Activity:
Look through the data that follows and copy each line with the string "CacheEntry".

___

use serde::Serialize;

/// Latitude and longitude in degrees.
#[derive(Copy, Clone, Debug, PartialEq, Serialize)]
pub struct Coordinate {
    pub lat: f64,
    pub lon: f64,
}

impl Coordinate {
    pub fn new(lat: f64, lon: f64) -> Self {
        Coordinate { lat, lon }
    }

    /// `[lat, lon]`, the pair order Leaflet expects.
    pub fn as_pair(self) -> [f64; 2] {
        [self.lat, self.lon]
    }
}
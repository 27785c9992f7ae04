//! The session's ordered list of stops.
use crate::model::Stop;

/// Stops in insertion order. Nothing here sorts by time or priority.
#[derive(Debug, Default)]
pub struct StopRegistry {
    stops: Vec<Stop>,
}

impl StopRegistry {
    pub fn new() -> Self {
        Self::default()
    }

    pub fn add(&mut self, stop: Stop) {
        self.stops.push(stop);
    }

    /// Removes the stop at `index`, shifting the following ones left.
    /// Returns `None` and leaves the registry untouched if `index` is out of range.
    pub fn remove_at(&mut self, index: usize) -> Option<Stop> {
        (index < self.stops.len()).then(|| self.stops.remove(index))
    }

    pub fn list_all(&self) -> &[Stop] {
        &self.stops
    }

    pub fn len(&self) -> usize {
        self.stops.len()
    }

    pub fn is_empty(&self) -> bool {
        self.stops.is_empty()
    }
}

___

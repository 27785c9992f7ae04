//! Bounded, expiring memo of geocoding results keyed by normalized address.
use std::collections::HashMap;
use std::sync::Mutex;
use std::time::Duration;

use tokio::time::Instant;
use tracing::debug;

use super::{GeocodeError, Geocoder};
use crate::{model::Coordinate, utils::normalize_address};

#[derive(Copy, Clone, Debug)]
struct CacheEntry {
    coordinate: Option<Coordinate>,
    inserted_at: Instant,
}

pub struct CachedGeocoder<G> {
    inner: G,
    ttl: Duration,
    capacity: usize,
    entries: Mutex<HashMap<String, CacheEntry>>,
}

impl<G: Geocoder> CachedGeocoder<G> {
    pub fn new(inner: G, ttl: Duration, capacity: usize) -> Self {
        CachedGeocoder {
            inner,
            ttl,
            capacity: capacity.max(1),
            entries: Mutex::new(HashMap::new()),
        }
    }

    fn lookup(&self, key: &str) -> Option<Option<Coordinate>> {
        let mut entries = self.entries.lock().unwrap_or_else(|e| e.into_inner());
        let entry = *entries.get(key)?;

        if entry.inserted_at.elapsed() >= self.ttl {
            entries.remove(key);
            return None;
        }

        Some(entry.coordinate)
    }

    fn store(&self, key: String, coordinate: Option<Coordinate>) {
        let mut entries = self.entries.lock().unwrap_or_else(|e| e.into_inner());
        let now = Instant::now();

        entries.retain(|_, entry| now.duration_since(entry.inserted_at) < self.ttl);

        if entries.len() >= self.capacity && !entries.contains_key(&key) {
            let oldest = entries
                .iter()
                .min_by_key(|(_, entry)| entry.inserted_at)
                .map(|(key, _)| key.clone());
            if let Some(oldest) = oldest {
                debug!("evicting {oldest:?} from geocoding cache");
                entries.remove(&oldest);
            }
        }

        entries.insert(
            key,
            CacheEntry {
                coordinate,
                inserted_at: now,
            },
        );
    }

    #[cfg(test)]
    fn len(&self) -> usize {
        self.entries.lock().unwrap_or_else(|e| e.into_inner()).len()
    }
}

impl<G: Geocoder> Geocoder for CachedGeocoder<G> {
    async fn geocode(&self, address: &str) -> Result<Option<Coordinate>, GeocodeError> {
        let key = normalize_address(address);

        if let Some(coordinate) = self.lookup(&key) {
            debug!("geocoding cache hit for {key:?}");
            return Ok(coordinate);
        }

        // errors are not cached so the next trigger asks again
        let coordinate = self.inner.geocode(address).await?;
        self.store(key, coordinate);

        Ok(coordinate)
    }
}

___

Answer space:
struct CacheEntry {
    entries: Mutex<HashMap<String, CacheEntry>>,
            CacheEntry {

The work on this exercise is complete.